- **Directions**
Your answer should be every line of the entries that has the string "geometry" in it.

- **Recorded data**
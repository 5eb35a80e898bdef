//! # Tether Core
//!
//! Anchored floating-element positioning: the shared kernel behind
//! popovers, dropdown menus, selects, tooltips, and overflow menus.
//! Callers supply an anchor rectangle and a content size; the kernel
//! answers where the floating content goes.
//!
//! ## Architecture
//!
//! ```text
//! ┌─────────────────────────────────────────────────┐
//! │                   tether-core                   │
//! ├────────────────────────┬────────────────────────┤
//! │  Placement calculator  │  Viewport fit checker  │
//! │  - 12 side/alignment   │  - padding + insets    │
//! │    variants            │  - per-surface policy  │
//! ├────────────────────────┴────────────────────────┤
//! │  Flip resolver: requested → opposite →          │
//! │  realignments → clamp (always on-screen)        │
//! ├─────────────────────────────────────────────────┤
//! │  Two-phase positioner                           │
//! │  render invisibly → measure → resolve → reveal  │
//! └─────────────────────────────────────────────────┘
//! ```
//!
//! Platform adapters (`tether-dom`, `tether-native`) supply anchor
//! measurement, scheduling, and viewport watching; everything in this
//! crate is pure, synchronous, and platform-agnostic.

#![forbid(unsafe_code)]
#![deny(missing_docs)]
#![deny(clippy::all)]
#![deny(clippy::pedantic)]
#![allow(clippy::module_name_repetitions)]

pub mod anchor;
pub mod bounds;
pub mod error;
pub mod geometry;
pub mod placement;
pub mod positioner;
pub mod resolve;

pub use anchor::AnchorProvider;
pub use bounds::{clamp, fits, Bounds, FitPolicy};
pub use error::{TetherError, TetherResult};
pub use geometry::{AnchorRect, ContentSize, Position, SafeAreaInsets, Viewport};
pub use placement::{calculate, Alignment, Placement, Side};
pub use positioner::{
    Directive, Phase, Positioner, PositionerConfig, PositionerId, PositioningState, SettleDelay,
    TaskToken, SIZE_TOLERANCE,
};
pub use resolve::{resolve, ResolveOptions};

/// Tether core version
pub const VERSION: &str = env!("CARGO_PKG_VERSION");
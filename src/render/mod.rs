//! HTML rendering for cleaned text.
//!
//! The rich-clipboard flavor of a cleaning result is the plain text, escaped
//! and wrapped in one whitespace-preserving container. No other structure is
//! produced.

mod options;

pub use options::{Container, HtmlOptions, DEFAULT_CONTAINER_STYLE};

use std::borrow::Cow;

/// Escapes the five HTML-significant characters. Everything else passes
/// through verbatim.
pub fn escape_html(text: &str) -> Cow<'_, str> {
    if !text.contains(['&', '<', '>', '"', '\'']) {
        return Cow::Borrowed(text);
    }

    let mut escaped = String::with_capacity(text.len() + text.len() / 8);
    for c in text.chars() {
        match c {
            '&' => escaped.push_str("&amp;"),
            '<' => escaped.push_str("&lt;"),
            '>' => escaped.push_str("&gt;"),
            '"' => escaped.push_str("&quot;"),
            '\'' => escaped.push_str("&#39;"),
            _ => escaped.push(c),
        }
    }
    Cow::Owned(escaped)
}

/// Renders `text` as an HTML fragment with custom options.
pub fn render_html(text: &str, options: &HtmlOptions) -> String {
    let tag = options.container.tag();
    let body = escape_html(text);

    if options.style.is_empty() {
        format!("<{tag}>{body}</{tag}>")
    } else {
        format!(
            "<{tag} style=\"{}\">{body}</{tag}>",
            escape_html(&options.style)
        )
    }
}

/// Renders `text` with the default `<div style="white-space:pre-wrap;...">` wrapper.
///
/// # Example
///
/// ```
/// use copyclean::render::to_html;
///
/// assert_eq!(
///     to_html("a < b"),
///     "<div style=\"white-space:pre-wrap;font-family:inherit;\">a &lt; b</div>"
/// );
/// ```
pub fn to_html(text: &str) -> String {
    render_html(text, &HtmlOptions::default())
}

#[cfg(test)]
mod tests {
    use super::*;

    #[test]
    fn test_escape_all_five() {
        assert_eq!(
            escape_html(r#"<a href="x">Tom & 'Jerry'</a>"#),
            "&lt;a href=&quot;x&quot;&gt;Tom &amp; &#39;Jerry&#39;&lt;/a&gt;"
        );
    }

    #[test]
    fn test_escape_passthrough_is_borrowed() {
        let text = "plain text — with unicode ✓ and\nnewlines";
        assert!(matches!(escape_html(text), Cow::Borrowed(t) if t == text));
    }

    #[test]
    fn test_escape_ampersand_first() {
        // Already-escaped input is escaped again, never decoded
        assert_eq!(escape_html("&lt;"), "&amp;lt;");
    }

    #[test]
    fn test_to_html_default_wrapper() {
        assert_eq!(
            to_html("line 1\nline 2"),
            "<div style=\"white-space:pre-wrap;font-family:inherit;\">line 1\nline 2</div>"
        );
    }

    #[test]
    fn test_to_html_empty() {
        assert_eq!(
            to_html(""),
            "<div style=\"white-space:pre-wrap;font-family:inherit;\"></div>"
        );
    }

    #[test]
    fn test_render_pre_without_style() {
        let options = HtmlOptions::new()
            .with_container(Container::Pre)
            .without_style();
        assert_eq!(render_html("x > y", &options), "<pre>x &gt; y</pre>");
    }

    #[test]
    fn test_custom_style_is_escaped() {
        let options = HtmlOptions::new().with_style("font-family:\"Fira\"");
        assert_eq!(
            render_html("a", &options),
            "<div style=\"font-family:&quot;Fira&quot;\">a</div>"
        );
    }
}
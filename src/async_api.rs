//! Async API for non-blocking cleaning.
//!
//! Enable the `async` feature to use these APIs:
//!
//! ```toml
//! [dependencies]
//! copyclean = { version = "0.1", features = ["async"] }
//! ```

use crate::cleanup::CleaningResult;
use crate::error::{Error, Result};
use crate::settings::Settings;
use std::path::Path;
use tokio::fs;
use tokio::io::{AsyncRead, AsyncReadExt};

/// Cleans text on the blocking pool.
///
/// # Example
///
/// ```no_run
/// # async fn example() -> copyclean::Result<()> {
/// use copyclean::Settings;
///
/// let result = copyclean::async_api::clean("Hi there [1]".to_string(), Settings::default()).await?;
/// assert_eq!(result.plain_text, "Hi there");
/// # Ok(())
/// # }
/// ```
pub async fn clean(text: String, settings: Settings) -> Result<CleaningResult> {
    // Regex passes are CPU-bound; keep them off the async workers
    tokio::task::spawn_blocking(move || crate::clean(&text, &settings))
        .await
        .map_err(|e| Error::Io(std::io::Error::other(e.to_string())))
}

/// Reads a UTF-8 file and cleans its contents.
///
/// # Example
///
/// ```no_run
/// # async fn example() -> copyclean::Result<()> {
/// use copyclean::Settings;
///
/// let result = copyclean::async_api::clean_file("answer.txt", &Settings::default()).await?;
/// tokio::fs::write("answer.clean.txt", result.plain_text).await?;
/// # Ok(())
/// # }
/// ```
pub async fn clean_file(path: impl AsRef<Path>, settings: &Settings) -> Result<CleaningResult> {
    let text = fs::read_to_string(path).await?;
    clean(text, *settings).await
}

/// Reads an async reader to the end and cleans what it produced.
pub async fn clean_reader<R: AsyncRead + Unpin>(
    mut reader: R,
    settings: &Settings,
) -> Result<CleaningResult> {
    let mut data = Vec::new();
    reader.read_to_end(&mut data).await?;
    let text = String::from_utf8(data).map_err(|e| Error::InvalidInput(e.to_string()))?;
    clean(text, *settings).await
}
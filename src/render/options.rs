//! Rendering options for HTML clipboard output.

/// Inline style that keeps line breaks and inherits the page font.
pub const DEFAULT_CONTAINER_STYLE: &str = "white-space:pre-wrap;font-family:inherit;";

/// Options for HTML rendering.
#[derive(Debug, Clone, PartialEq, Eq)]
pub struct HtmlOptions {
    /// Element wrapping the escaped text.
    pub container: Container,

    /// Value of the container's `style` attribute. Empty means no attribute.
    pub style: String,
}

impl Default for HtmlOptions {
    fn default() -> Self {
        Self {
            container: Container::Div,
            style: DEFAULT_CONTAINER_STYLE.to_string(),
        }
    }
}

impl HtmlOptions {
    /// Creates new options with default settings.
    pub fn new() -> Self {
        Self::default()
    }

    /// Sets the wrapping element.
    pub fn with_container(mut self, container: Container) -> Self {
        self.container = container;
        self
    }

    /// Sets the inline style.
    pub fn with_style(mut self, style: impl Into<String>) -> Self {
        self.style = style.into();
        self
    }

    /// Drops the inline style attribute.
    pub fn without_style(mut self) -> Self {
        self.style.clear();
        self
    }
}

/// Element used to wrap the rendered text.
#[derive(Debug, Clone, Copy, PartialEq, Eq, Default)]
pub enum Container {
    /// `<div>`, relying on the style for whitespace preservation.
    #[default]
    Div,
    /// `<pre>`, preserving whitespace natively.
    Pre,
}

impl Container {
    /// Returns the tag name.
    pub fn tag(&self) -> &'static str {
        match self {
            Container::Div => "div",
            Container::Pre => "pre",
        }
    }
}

- **Response to the task**
pub mod geometry;
pub use geometry::{AnchorRect, ContentSize, Position, SafeAreaInsets, Viewport};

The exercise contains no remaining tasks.